I was exhausted. The coffee had lost it's kick and I'd just been complaining to her about my alarm going off at 3am. My front desk shift had begun at four and there was no time for a nap between classes. "Is something wrong?" I ask.
She hesitated. "Well, it's just that I thought white girls' parents always paid for college. I didn't realize you had a job."
I studied her face at length, sincerely confused. Her eyes. Mouth. Nothing. Her serious expression gave no indication that she was making a joke about my whining. At that moment, it dawned on me. She was serious. "I have three jobs," I responded, bursting into sleep-deprived giggles. She did too and it started a cascade.
We sat there for hours, asking scary questions and pouring out racial confessions like a shaken soda can that had been bottled up for too many years. Nobody had ever had the courage to say those things to my face before. Nobody had ever taken the initiative to ask her about what her upbringing was really like - a biracial, Christian woman with a brother who thought he might be gay.
City girl. Country girl. Black and white. We had so much in common and of course, there were differences too. But that day, we both wanted understanding more than we'd wanted anything else in a really long time. We wanted acceptance. Love and connection.
Like water in the desert, we were desperate for the assurance that what we'd been taught about one another was dead wrong.

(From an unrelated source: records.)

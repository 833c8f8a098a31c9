//! The page the engine works on
//!
//! [`QuizPage`] hides where the DOM comes from. The browser session snapshots a
//! live tab and replays journals into it; [`StaticPage`] keeps a parsed HTML
//! document in memory for saved pages and tests.

use crate::dom::{DomTree, Mutation, parse_document};
use crate::error::{AutofillError, Result};
use crate::text::{clean_collapsed, truncate_chars};
use log::debug;
use serde::Serialize;
use std::sync::Mutex;
use std::time::Duration;
use url::Url;

/// Longest quiz name taken from a page
pub const MAX_QUIZ_NAME_CHARS: usize = 80;

/// Source of page snapshots and sink for their mutation journals
pub trait QuizPage: Send + Sync {
    /// Current page URL
    fn url(&self) -> Result<String>;

    /// Fresh DOM snapshot
    fn snapshot(&self) -> Result<DomTree>;

    /// Replay the tree's journal into the page, pausing `step_delay` at every
    /// step marker; returns the number of replayed mutations
    fn commit(&self, tree: &mut DomTree, step_delay: Duration) -> Result<usize>;

    /// Load another URL and wait for it
    fn navigate(&self, url: &str) -> Result<()> {
        Err(AutofillError::NavigationFailed(format!("Cannot open {} on this page", url)))
    }
}

/// In-memory page built from static HTML
pub struct StaticPage {
    url: String,
    tree: Mutex<DomTree>,
    committed: Mutex<Vec<Mutation>>,
}

impl StaticPage {
    /// Parse `html` as the document served at `url`
    pub fn new(url: impl Into<String>, html: &str) -> Self {
        Self {
            url: url.into(),
            tree: Mutex::new(parse_document(html)),
            committed: Mutex::new(Vec::new()),
        }
    }

    /// Every mutation committed so far, in order
    pub fn committed(&self) -> Result<Vec<Mutation>> {
        self.committed
            .lock()
            .map(|journal| journal.clone())
            .map_err(|e| AutofillError::Storage(format!("Page state poisoned: {}", e)))
    }

    /// Serialized page state after all commits
    pub fn to_json(&self) -> Result<String> {
        self.snapshot()?.to_json()
    }
}

impl QuizPage for StaticPage {
    fn url(&self) -> Result<String> {
        Ok(self.url.clone())
    }

    fn snapshot(&self) -> Result<DomTree> {
        self.tree
            .lock()
            .map(|tree| tree.clone())
            .map_err(|e| AutofillError::Storage(format!("Page state poisoned: {}", e)))
    }

    fn commit(&self, tree: &mut DomTree, _step_delay: Duration) -> Result<usize> {
        let journal = tree.take_journal();
        let count = journal.iter().filter(|m| m.is_effect()).count();

        let mut state = self
            .tree
            .lock()
            .map_err(|e| AutofillError::Storage(format!("Page state poisoned: {}", e)))?;
        *state = tree.clone();
        self.committed
            .lock()
            .map_err(|e| AutofillError::Storage(format!("Page state poisoned: {}", e)))?
            .extend(journal);

        debug!("Committed {} mutations to static page", count);
        Ok(count)
    }
}

/// Kind of quiz platform page
#[derive(Debug, Clone, Copy, PartialEq, Eq, Serialize)]
#[serde(rename_all = "lowercase")]
pub enum PageType {
    /// Attempt page where answers are entered
    Quiz,
    /// Post-submission page showing the answers
    Review,
    Unknown,
}

/// What the URL says about the page
#[derive(Debug, Clone, PartialEq, Eq, Serialize)]
pub struct PageContext {
    pub page_type: PageType,
    pub host: String,
    pub attempt_id: Option<String>,
    pub cmid: Option<String>,
    pub url: String,
}

impl PageContext {
    /// Parse a page URL
    pub fn from_url(url: &str) -> Result<Self> {
        let parsed = Url::parse(url).map_err(|e| AutofillError::NavigationFailed(format!("Invalid URL {}: {}", url, e)))?;

        let page_type = if url.contains("/mod/quiz/attempt.php") {
            PageType::Quiz
        } else if url.contains("/mod/quiz/review.php") {
            PageType::Review
        } else {
            PageType::Unknown
        };

        let param = |key: &str| {
            parsed
                .query_pairs()
                .find(|(k, _)| k == key)
                .map(|(_, v)| v.into_owned())
        };

        Ok(Self {
            page_type,
            host: parsed.host_str().unwrap_or("local").to_string(),
            attempt_id: param("attempt"),
            cmid: param("cmid"),
            url: url.to_string(),
        })
    }
}

/// Quiz name shown in the page header, else the document title
///
/// The header is the first element in document order that is a
/// `.page-header-headings h1`, a `.page-header .page-title`, an
/// `h1.rui-main-content-title--h1` or any `h1`.
pub fn detect_quiz_name(tree: &DomTree) -> Option<String> {
    let root = tree.root();
    let header = tree.descendants(root).into_iter().find(|&node| {
        let element = tree.element(node);
        let within = |class: &str| {
            tree.parent(node)
                .and_then(|parent| tree.closest(parent, |e| e.has_class(class)))
                .is_some()
        };
        (element.is_tag("h1") && within("page-header-headings"))
            || (element.has_class("page-title") && within("page-header"))
            || (element.is_tag("h1") && element.has_class("rui-main-content-title--h1"))
            || element.is_tag("h1")
    });

    let normalize = |text: String| truncate_chars(&clean_collapsed(&text), MAX_QUIZ_NAME_CHARS);
    let from_header = header.map(|node| normalize(tree.text_content(node)));

    let name = from_header.filter(|name| !name.is_empty()).or_else(|| {
        tree.find_first(root, |e| e.is_tag("title"))
            .map(|title| normalize(tree.text_content(title)))
            .filter(|name| !name.is_empty())
    });
    debug!("Detected page quiz name: {:?}", name);
    name
}

#[cfg(test)]
mod tests {
    use super::*;
    use crate::dom::DomEvent;

    #[test]
    fn test_page_context() {
        let context = PageContext::from_url("https://lms.example.edu/mod/quiz/review.php?attempt=123&cmid=45").unwrap();
        assert_eq!(context.page_type, PageType::Review);
        assert_eq!(context.host, "lms.example.edu");
        assert_eq!(context.attempt_id.as_deref(), Some("123"));
        assert_eq!(context.cmid.as_deref(), Some("45"));

        let quiz = PageContext::from_url("https://lms.example.edu/mod/quiz/attempt.php?attempt=9&page=2").unwrap();
        assert_eq!(quiz.page_type, PageType::Quiz);
        assert_eq!(quiz.cmid, None);

        let other = PageContext::from_url("https://lms.example.edu/course/view.php?id=2").unwrap();
        assert_eq!(other.page_type, PageType::Unknown);

        assert!(PageContext::from_url("not a url").is_err());
    }

    #[test]
    fn test_quiz_name_from_header() {
        let tree = parse_document(
            r#"<html><head><title>Ignored</title></head><body>
               <div class="page-header-headings"><h1>  Ethics&nbsp;Week   3 </h1></div>
               </body></html>"#,
        );
        assert_eq!(detect_quiz_name(&tree).as_deref(), Some("Ethics Week 3"));
    }

    #[test]
    fn test_quiz_name_page_title_class() {
        let tree = parse_document(
            r#"<div class="page-header"><div class="page-title">Final exam</div></div><h1>Later heading</h1>"#,
        );
        assert_eq!(detect_quiz_name(&tree).as_deref(), Some("Final exam"));
    }

    #[test]
    fn test_quiz_name_falls_back_to_title() {
        let long = "x".repeat(120);
        let tree = parse_document(&format!("<html><head><title>{}</title></head><body></body></html>", long));
        assert_eq!(detect_quiz_name(&tree).map(|n| n.chars().count()), Some(MAX_QUIZ_NAME_CHARS));

        let empty = parse_document("<html><head></head><body><p>nothing</p></body></html>");
        assert_eq!(detect_quiz_name(&empty), None);
    }

    #[test]
    fn test_static_page_commit() {
        let page = StaticPage::new("https://lms.example.edu/mod/quiz/attempt.php", r#"<input id="a" value="">"#);
        let mut tree = page.snapshot().unwrap();
        let input = tree.element_by_id("a").unwrap();
        tree.set_value(input, "hello");
        tree.dispatch(input, DomEvent::Input);
        tree.mark_step(100);

        assert_eq!(page.commit(&mut tree, Duration::ZERO).unwrap(), 2);
        assert!(tree.journal().is_empty());
        assert_eq!(page.committed().unwrap().len(), 3);

        let again = page.snapshot().unwrap();
        let input = again.element_by_id("a").unwrap();
        assert_eq!(again.element(input).value.as_deref(), Some("hello"));
    }
}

And you know, most of it was.
Please don't believe what you see on the news, dear reader. Take a seat at the table and be open to the conversations that God may bring to it. The moment that we think we know another's story...well, we may not even come close to the truth in our minds.
- If you were brutally honest with yourself- what would be the truth about some of the things you've believed about members of another race or culture?
- What were you taught in your home? Your town?
- Did those stories turn out to be accurate?